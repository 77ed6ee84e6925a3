#![forbid(unsafe_code)]
#![warn(missing_docs)]

//! Shared job model, wire types and job store backends for the notification
//! gateway and its workers.

/// Request and response bodies of the gateway's HTTP API.
pub mod api;
/// Broker connection settings.
pub mod config;
/// SurrealDB-backed job store.
pub mod db;
/// Process-local job store.
pub mod memory;
/// Job record and lifecycle.
pub mod model;
pub mod store;

mod util;

pub use config::BrokerConfig;
pub use db::SurrealStore;
pub use memory::InMemoryStore;
pub use model::{Job, JobId, JobOutcome, JobState, JobStatusView};
pub use store::{JobStore, StoreError};
pub use util::{new_ulid, now_ms};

→ **INSTRUCTIONS TO FOLLOW**:
Find each line above that contains "model", and copy those lines.

→ **PROBLEM SOLUTION**:
//! Shared job model, wire types and job store backends for the notification
pub mod model;
pub use model::{Job, JobId, JobOutcome, JobState, JobStatusView};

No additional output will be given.